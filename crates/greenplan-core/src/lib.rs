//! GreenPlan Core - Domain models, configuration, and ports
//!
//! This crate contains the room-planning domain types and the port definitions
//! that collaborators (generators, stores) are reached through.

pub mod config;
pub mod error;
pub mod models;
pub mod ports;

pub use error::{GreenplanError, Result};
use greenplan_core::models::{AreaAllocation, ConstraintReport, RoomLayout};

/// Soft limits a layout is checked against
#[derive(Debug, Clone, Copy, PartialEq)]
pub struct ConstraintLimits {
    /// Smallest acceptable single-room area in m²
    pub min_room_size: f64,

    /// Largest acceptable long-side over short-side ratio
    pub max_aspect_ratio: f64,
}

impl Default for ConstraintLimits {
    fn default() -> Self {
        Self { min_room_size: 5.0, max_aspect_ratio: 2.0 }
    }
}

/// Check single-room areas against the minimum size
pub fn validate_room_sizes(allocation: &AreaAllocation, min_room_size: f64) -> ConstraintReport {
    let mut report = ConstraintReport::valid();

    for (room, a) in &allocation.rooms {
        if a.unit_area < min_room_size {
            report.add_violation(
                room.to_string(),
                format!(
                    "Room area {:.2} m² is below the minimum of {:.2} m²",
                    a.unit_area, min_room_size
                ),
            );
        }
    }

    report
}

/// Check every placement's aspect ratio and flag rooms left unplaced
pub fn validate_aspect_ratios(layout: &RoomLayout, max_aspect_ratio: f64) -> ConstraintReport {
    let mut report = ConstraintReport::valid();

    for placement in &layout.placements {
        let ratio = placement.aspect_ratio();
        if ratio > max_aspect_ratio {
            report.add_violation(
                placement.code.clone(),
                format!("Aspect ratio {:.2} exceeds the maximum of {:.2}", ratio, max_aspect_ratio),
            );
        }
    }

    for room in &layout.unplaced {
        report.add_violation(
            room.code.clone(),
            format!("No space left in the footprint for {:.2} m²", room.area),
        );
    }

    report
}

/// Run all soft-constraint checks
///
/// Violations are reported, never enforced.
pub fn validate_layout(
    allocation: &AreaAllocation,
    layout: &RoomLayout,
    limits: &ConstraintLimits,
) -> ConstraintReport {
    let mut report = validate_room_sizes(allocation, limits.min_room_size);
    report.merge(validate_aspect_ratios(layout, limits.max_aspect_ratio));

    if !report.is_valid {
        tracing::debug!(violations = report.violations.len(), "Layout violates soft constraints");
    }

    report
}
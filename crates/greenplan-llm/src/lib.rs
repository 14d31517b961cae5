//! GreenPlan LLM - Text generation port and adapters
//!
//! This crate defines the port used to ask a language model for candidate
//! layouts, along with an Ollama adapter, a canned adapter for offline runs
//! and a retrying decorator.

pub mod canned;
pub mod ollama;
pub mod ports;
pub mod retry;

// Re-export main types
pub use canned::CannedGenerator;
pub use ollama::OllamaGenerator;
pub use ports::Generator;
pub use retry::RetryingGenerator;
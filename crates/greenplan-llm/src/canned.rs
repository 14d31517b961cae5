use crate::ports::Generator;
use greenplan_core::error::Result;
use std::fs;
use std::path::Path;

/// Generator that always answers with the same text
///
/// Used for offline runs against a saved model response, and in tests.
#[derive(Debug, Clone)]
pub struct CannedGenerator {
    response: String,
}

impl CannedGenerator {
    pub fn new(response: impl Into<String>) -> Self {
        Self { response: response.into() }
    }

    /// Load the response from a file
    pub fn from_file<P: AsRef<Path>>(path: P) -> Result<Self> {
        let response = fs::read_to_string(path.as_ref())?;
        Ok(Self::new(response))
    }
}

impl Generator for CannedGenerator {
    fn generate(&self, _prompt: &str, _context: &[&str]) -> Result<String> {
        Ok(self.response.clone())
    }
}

◆ ◆ ◆ ◆ ◆ ◆ ◆

● Brief
Transcribe all the entries, keeping each one exactly as it is.

● Written answer
filename crates/greenplan-core/src/lib.rs
//! GreenPlan Core - Domain models, configuration, and ports
//!
//! This crate contains the room-planning domain types and the port definitions
//! that collaborators (generators, stores) are reached through.

pub mod config;
pub mod error;
pub mod models;
pub mod ports;

pub use error::{GreenplanError, Result};
use greenplan_core::models::{AreaAllocation, ConstraintReport, RoomLayout};

/// Soft limits a layout is checked against
#[derive(Debug, Clone, Copy, PartialEq)]
pub struct ConstraintLimits {
    /// Smallest acceptable single-room area in m²
    pub min_room_size: f64,

    /// Largest acceptable long-side over short-side ratio
    pub max_aspect_ratio: f64,
}

impl Default for ConstraintLimits {
    fn default() -> Self {
        Self { min_room_size: 5.0, max_aspect_ratio: 2.0 }
    }
}

/// Check single-room areas against the minimum size
pub fn validate_room_sizes(allocation: &AreaAllocation, min_room_size: f64) -> ConstraintReport {
    let mut report = ConstraintReport::valid();

    for (room, a) in &allocation.rooms {
        if a.unit_area < min_room_size {
            report.add_violation(
                room.to_string(),
                format!(
                    "Room area {:.2} m² is below the minimum of {:.2} m²",
                    a.unit_area, min_room_size
                ),
            );
        }
    }

    report
}

/// Check every placement's aspect ratio and flag rooms left unplaced
pub fn validate_aspect_ratios(layout: &RoomLayout, max_aspect_ratio: f64) -> ConstraintReport {
    let mut report = ConstraintReport::valid();

    for placement in &layout.placements {
        let ratio = placement.aspect_ratio();
        if ratio > max_aspect_ratio {
            report.add_violation(
                placement.code.clone(),
                format!("Aspect ratio {:.2} exceeds the maximum of {:.2}", ratio, max_aspect_ratio),
            );
        }
    }

    for room in &layout.unplaced {
        report.add_violation(
            room.code.clone(),
            format!("No space left in the footprint for {:.2} m²", room.area),
        );
    }

    report
}

/// Run all soft-constraint checks
///
/// Violations are reported, never enforced.
pub fn validate_layout(
    allocation: &AreaAllocation,
    layout: &RoomLayout,
    limits: &ConstraintLimits,
) -> ConstraintReport {
    let mut report = validate_room_sizes(allocation, limits.min_room_size);
    report.merge(validate_aspect_ratios(layout, limits.max_aspect_ratio));

    if !report.is_valid {
        tracing::debug!(violations = report.violations.len(), "Layout violates soft constraints");
    }

    report
}
filename crates/greenplan-llm/src/lib.rs
repository 14d31517b961cae5
//! GreenPlan LLM - Text generation port and adapters
//!
//! This crate defines the port used to ask a language model for candidate
//! layouts, along with an Ollama adapter, a canned adapter for offline runs
//! and a retrying decorator.

pub mod canned;
pub mod ollama;
pub mod ports;
pub mod retry;

// Re-export main types
pub use canned::CannedGenerator;
pub use ollama::OllamaGenerator;
pub use ports::Generator;
pub use retry::RetryingGenerator;
filename crates/greenplan-llm/src/canned.rs
repository 14d31517b961cae5
use crate::ports::Generator;
use greenplan_core::error::Result;
use std::fs;
use std::path::Path;

/// Generator that always answers with the same text
///
/// Used for offline runs against a saved model response, and in tests.
#[derive(Debug, Clone)]
pub struct CannedGenerator {
    response: String,
}

impl CannedGenerator {
    pub fn new(response: impl Into<String>) -> Self {
        Self { response: response.into() }
    }

    /// Load the response from a file
    pub fn from_file<P: AsRef<Path>>(path: P) -> Result<Self> {
        let response = fs::read_to_string(path.as_ref())?;
        Ok(Self::new(response))
    }
}

impl Generator for CannedGenerator {
    fn generate(&self, _prompt: &str, _context: &[&str]) -> Result<String> {
        Ok(self.response.clone())
    }
}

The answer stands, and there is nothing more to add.